◆ Stored data

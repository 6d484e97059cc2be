//! Authentication module for managing the user session.
//!
//! This module provides:
//! - `CredentialStore`: the persisted access token, refresh token and profile
//! - `KeyValueStorage` backends: memory, JSON file, OS keychain
//! - `SessionController`: login/logout plus loading and error state
//!
//! Presence of an access token is the only authentication check. Tokens carry
//! no expiry here; the server's 401 is what ends a session.

pub mod credentials;
pub mod session;
pub mod storage;

pub use credentials::{CredentialStore, Session};
pub use session::{SessionController, SessionError, SessionState};
pub use storage::{FileStorage, KeyValueStorage, KeyringStorage, MemoryStorage, StorageBackend};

◆ PROBLEM REQUIREMENTS
Filter the lines above, keeping each one that contains the string "access".

◆ ANSWER BELOW
//! - `CredentialStore`: the persisted access token, refresh token and profile
//! Presence of an access token is the only authentication check. Tokens carry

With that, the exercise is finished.